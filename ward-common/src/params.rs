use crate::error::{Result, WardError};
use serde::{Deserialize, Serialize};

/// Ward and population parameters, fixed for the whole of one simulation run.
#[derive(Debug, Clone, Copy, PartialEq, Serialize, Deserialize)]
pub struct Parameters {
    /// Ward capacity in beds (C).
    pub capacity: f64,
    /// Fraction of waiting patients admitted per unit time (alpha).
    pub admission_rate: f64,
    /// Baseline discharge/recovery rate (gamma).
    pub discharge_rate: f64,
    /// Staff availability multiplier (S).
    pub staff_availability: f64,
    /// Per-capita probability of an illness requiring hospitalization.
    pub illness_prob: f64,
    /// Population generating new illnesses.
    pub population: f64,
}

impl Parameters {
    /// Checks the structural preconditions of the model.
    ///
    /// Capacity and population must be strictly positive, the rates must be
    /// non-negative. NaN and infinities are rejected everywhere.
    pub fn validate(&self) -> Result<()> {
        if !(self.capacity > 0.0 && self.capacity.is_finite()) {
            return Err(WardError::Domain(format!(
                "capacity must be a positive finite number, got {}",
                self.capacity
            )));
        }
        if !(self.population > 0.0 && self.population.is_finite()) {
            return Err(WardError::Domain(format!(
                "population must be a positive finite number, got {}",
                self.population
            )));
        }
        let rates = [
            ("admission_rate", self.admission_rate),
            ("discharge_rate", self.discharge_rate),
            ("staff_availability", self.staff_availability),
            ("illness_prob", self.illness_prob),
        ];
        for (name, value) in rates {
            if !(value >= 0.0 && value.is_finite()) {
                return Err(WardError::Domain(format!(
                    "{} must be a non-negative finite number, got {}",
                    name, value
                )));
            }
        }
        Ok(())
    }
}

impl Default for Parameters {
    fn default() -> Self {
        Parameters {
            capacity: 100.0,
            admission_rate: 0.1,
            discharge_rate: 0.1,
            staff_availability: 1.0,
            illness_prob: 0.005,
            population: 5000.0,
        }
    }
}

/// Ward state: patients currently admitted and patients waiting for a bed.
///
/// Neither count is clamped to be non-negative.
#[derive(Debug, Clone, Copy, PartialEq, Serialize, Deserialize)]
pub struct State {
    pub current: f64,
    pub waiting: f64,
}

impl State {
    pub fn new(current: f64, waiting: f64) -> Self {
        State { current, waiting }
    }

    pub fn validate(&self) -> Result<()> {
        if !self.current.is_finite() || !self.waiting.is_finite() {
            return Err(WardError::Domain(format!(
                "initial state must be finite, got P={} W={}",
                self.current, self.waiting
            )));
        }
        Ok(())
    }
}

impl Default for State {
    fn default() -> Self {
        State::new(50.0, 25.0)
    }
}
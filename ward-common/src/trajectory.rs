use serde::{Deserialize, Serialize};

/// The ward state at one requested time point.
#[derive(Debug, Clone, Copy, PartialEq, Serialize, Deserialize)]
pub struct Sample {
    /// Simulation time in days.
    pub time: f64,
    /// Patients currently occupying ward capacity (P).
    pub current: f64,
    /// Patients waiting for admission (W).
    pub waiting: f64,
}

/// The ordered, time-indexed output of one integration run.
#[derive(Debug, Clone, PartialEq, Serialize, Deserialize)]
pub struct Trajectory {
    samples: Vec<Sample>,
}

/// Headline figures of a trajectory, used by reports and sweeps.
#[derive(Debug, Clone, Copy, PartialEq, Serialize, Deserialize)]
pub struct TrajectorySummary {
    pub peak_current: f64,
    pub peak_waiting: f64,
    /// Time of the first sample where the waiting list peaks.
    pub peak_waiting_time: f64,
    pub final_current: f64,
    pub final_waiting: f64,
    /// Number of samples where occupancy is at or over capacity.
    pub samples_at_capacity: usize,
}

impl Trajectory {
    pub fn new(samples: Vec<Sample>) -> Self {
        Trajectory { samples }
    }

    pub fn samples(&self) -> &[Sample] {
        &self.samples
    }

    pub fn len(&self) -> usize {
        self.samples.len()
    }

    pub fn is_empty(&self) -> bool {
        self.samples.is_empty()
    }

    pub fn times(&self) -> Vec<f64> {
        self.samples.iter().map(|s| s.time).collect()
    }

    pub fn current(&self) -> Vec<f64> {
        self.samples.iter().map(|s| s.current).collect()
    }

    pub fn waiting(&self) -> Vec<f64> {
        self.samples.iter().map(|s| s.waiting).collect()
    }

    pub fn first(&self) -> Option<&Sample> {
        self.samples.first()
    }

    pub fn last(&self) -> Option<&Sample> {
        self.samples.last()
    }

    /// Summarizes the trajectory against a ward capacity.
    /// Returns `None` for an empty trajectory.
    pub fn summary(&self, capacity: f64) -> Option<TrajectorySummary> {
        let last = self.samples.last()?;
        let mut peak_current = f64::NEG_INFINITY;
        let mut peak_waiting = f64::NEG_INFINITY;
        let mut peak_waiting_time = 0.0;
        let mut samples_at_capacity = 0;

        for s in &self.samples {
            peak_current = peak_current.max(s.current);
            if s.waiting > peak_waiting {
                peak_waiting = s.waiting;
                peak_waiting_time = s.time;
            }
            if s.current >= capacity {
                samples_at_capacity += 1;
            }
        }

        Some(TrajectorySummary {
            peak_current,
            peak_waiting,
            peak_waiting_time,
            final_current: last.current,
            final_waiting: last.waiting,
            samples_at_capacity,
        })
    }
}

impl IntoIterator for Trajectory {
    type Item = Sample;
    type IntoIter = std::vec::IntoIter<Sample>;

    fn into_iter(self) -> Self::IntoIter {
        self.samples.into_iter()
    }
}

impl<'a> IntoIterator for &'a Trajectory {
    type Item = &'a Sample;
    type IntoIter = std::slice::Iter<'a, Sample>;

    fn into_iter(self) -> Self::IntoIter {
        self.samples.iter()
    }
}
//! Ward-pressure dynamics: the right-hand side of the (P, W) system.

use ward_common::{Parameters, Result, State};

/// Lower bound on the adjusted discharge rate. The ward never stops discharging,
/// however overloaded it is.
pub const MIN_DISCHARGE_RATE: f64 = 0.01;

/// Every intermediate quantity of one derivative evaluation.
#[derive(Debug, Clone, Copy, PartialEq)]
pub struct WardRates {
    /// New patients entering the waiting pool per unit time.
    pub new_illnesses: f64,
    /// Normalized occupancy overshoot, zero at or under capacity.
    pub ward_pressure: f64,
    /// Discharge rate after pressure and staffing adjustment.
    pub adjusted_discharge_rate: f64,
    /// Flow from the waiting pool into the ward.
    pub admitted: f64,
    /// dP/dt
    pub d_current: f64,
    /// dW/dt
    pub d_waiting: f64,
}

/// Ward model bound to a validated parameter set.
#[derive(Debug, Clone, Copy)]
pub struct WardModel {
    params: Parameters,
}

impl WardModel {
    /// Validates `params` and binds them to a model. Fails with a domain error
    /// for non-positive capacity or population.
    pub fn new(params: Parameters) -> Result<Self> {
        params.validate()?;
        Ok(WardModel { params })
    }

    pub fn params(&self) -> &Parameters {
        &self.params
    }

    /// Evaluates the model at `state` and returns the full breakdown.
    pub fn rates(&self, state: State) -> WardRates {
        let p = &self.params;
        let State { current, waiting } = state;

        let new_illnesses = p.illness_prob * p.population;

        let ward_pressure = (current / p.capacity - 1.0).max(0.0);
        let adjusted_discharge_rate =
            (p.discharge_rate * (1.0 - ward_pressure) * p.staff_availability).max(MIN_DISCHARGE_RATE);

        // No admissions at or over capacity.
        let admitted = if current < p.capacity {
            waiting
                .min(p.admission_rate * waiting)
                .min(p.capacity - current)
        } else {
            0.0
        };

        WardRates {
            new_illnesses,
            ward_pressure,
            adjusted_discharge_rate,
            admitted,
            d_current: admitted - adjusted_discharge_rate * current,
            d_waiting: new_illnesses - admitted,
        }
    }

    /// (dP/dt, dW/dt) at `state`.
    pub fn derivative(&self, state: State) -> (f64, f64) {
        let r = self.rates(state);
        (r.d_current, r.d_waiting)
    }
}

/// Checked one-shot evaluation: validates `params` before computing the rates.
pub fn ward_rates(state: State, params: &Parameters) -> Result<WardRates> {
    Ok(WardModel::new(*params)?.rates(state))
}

----

Work task: Your response should be each line that includes the word "currently", copied from the records.

Task response:
/// Ward state: patients currently admitted and patients waiting for a bed.
    /// Patients currently occupying ward capacity (P).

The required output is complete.